Ballet is a beautiful and demanding art form that requires years of training and dedication to master. While many people are familiar with the basic steps and positions of ballet, there is a whole world of advanced techniques and choreography that can take your skills to the next level. This guide explores the biomechanical complexity, artistic nuance, and practical preparation required to execute professional-level ballet with precision and confidence.
Mastering Advanced Ballet Steps
Once you have a solid foundation in the basics of ballet, you can begin to explore more advanced steps and movements. These techniques demand not only physical strength but also sophisticated understanding of momentum, alignment, and spatial awareness.
Grand Jeté: Precision in Flight
The grand jeté is far more than "a powerful leap that covers a large distance." Advanced execution requires:
- Développé preparation: A controlled, high extension of the working leg that generates horizontal momentum without sacrificing vertical lift
- Port de bras coordination: The arms must counterbalance the legs while creating an elongated line through the torso
- Split position in the air: Achieving 180-degree or greater extension while maintaining turnout and pointing the feet
- Silent landing: Absorbing impact through the plié to prepare immediately for the next movement
Professional dancers spend years refining the moment of suspension at the jump's apex—that fraction of a second where the body appears weightless.

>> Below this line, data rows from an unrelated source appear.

use std::collections::BTreeMap;
use std::sync::Arc;

use chronokv_transaction::{Fingerprint, Timestamp, Transaction, TxnState};
use dashmap::DashSet;
use hashbrown::HashSet;
use parking_lot::Mutex;
use tracing::{error, trace, warn};

use crate::config::MAX_KEY_SIZE;
use crate::db::Db;
use crate::error::{DurabilityError, ModeError, MvccError, MvccResult, TransactionError};
use crate::oracle::CommitRequest;
use crate::storage::{Mutation, StoreResult};

/// Prefix for internal keys; user keys may not start with it.
pub const RESERVED_PREFIX: &[u8] = b"!chronokv!";

/// A key-value pair read by a transaction.
#[derive(Debug, Clone, PartialEq, Eq)]
pub struct Item {
    key: Vec<u8>,
    value: Vec<u8>,
    version: Timestamp,
}

impl Item {
    pub fn key(&self) -> &[u8] {
        &self.key
    }

    pub fn value(&self) -> &[u8] {
        &self.value
    }

    /// Commit timestamp of the version, or the read timestamp for the transaction's
    /// own uncommitted writes.
    pub fn version(&self) -> Timestamp {
        self.version
    }
}

/// A transaction reading a fixed snapshot and buffering its writes until commit.
///
/// Dropping an active transaction discards it.
pub struct Txn {
    db: Db,

    // ---- Timestamp management ----
    read_ts: Timestamp,
    commit_ts: Option<Timestamp>,

    update: bool,
    // Shared with the pending commit, which completes the transaction once durable.
    state: Arc<Mutex<TxnState>>,

    // ---- Read set ----
    reads: DashSet<Fingerprint>,

    // ---- Write set ----
    conflict_keys: HashSet<Fingerprint>,
    pending_writes: BTreeMap<Vec<u8>, Mutation>,
    size: usize,
    count: usize,
}

impl Transaction for Txn {
    type Error = MvccError;

    fn read_ts(&self) -> Timestamp {
        self.read_ts
    }

    fn commit_ts(&self) -> Option<Timestamp> {
        self.commit_ts
    }

    fn state(&self) -> TxnState {
        *self.state.lock()
    }

    fn is_update(&self) -> bool {
        self.update
    }
}

impl Txn {
    /// Begin a transaction. `read_ts` is `None` for oracle-assigned snapshots.
    pub(crate) fn begin(db: Db, read_ts: Option<Timestamp>, update: bool) -> MvccResult<Self> {
        let read_ts = db.oracle().begin_read(read_ts)?;
        trace!(%read_ts, update, "transaction started");
        Ok(Self {
            db,
            read_ts,
            commit_ts: None,
            update,
            state: Arc::new(Mutex::new(TxnState::Active)),
            reads: DashSet::new(),
            conflict_keys: HashSet::new(),
            pending_writes: BTreeMap::new(),
            size: 0,
            count: 0,
        })
    }

    /// Read `key` as of the transaction's snapshot.
    ///
    /// Update transactions see their own pending writes and remember the key for conflict
    /// detection at commit.
    pub fn get(&self, key: &[u8]) -> MvccResult<Option<Item>> {
        self.ensure_active()?;
        if key.is_empty() {
            return Err(TransactionError::EmptyKey.into());
        }

        if self.update {
            if let Some(mutation) = self.pending_writes.get(key) {
                return Ok(mutation.value().map(|value| Item {
                    key: key.to_vec(),
                    value: value.to_vec(),
                    version: self.read_ts,
                }));
            }
            self.reads.insert(Fingerprint::of(key));
        }

        let found = self.db.store().get(key, self.read_ts)?;
        Ok(found.and_then(|found| {
            found.value.map(|value| Item {
                key: key.to_vec(),
                value,
                version: found.version,
            })
        }))
    }

    /// Every version of `key` visible at the transaction's snapshot, newest first.
    pub fn key_versions(&self, key: &[u8]) -> MvccResult<Vec<Timestamp>> {
        self.ensure_active()?;
        Ok(self.db.store().versions(key, self.read_ts)?)
    }

    pub fn set(&mut self, key: impl Into<Vec<u8>>, value: impl Into<Vec<u8>>) -> MvccResult<()> {
        self.modify(Mutation::put(key.into(), value.into()))
    }

    pub fn delete(&mut self, key: impl Into<Vec<u8>>) -> MvccResult<()> {
        self.modify(Mutation::delete(key.into()))
    }

    fn modify(&mut self, mutation: Mutation) -> MvccResult<()> {
        if !self.update {
            return Err(TransactionError::ReadOnlyTxn.into());
        }
        self.ensure_active()?;

        let key = mutation.key();
        if key.is_empty() {
            return Err(TransactionError::EmptyKey.into());
        }
        if key.starts_with(RESERVED_PREFIX) {
            return Err(TransactionError::InvalidKey.into());
        }
        if key.len() > MAX_KEY_SIZE {
            return Err(TransactionError::KeyTooLarge {
                size: key.len(),
                max: MAX_KEY_SIZE,
            }
            .into());
        }

        let config = self.db.config();
        let count = self.count + 1;
        let size = self.size + mutation.estimate_size();
        if count > config.max_batch_count || size > config.max_batch_size {
            return Err(TransactionError::TxnTooBig.into());
        }
        self.count = count;
        self.size = size;

        if config.detect_conflicts {
            self.conflict_keys.insert(Fingerprint::of(key));
        }
        self.pending_writes.insert(key.to_vec(), mutation);
        Ok(())
    }

    /// Commit and persist the transaction with an oracle-assigned timestamp.
    ///
    /// Returns `None` when there was nothing to write.
    pub fn commit(&mut self) -> MvccResult<Option<Timestamp>> {
        match self.prepare_commit(None)? {
            Some(pending) => pending.persist().map(Some),
            None => Ok(None),
        }
    }

    /// Commit and persist the transaction at a caller-supplied timestamp (managed mode).
    pub fn commit_at(&mut self, commit_ts: Timestamp) -> MvccResult<Option<Timestamp>> {
        if !self.db.is_managed() {
            return Err(ModeError::ManagedOnly("commit_at").into());
        }
        match self.prepare_commit(Some(commit_ts))? {
            Some(pending) => pending.persist().map(Some),
            None => Ok(None),
        }
    }

    /// Assign a commit timestamp and hand the batch to the caller, who persists it and
    /// resolves the returned [`PendingCommit`].
    pub fn commit_deferred(&mut self) -> MvccResult<Option<PendingCommit>> {
        self.prepare_commit(None)
    }

    /// Managed-mode variant of [`Txn::commit_deferred`].
    pub fn commit_deferred_at(
        &mut self,
        commit_ts: Timestamp,
    ) -> MvccResult<Option<PendingCommit>> {
        if !self.db.is_managed() {
            return Err(ModeError::ManagedOnly("commit_deferred_at").into());
        }
        self.prepare_commit(Some(commit_ts))
    }

    /// Discard the transaction. Calling this on a finished transaction is a no-op.
    pub fn discard(&mut self) {
        if self.state() == TxnState::Active {
            self.finish(TxnState::Discarded);
        }
    }

    fn prepare_commit(
        &mut self,
        commit_ts: Option<Timestamp>,
    ) -> MvccResult<Option<PendingCommit>> {
        self.ensure_active()?;
        if self.pending_writes.is_empty() {
            self.finish(TxnState::Discarded);
            return Ok(None);
        }
        if self.db.is_managed() && commit_ts.is_none() {
            return Err(ModeError::CommitTsRequired.into());
        }

        let reads: Vec<Fingerprint> = self.reads.iter().map(|fp| *fp).collect();
        let writes: Vec<Fingerprint> = self.conflict_keys.iter().copied().collect();
        let assigned = self.db.oracle().new_commit_ts(&CommitRequest {
            read_ts: self.read_ts,
            commit_ts,
            reads: &reads,
            writes: &writes,
        });

        match assigned {
            Ok(commit_ts) => {
                self.commit_ts = Some(commit_ts);
                self.finish(TxnState::PendingDurable);
                let batch = std::mem::take(&mut self.pending_writes)
                    .into_values()
                    .collect();
                Ok(Some(PendingCommit {
                    db: self.db.clone(),
                    state: self.state.clone(),
                    commit_ts,
                    batch,
                    resolved: false,
                }))
            }
            Err(MvccError::Mode(e)) => Err(e.into()),
            Err(e) => {
                self.finish(TxnState::Discarded);
                Err(e)
            }
        }
    }

    fn finish(&mut self, next: TxnState) {
        {
            let mut state = self.state.lock();
            debug_assert!(state.can_transition_to(next));
            *state = next;
        }
        self.db.oracle().end_read(self.read_ts);
        trace!(read_ts = %self.read_ts, state = %next, "transaction finished");
    }

    fn ensure_active(&self) -> MvccResult<()> {
        if self.state() != TxnState::Active {
            return Err(TransactionError::DiscardedTxn.into());
        }
        Ok(())
    }
}

impl Drop for Txn {
    fn drop(&mut self) {
        self.discard();
    }
}

/// A commit whose timestamp is assigned but whose batch is not yet known to be durable.
///
/// The storage layer persists [`PendingCommit::batch`] and calls
/// [`PendingCommit::notify_durable`] exactly once. Until then the read watermark cannot move
/// past this commit.
#[must_use = "the read watermark stalls until the pending commit is resolved"]
pub struct PendingCommit {
    db: Db,
    state: Arc<Mutex<TxnState>>,
    commit_ts: Timestamp,
    batch: Vec<Mutation>,
    resolved: bool,
}

impl PendingCommit {
    pub fn commit_ts(&self) -> Timestamp {
        self.commit_ts
    }

    pub fn batch(&self) -> &[Mutation] {
        &self.batch
    }

    /// Write the batch through the database's store and resolve the commit.
    pub fn persist(self) -> MvccResult<Timestamp> {
        let outcome = self.db.store().write_batch(self.commit_ts, &self.batch);
        self.notify_durable(outcome)
    }

    /// Resolve the commit with the outcome of persisting its batch.
    ///
    /// On success the transaction is committed and becomes visible once every earlier commit
    /// is durable too. On failure the transaction stays pending durable and the watermark
    /// does not advance past its timestamp.
    pub fn notify_durable(mut self, outcome: StoreResult<()>) -> MvccResult<Timestamp> {
        self.resolved = true;
        match outcome {
            Ok(()) => {
                self.db.oracle().done_commit(self.commit_ts)?;
                *self.state.lock() = TxnState::Committed;
                Ok(self.commit_ts)
            }
            Err(source) => {
                error!(
                    commit_ts = %self.commit_ts,
                    %source,
                    "commit batch failed to persist, read watermark is stalled"
                );
                Err(DurabilityError::Persist {
                    commit_ts: self.commit_ts,
                    source,
                }
                .into())
            }
        }
    }
}

impl Drop for PendingCommit {
    fn drop(&mut self) {
        if !self.resolved {
            warn!(
                commit_ts = %self.commit_ts,
                "pending commit dropped without a durability outcome, read watermark is stalled"
            );
        }
    }
}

Fouetté Turn: Momentum and Control
The fouetté turn's "rapid, whipping" appearance belies its mechanical complexity. Each rotation requires:
- Precise weight transfer: From the supporting leg to the whipped working leg and back
- Conservation of angular momentum: The working leg's extension and retraction controls rotation speed
- Spotting discipline: The head must complete its rotation faster than the body to prevent dizziness during multiple turns
The legendary 32 fouettés in Swan Lake's Black Swan coda represent not just stamina but the ability to maintain technical integrity under extreme fatigue.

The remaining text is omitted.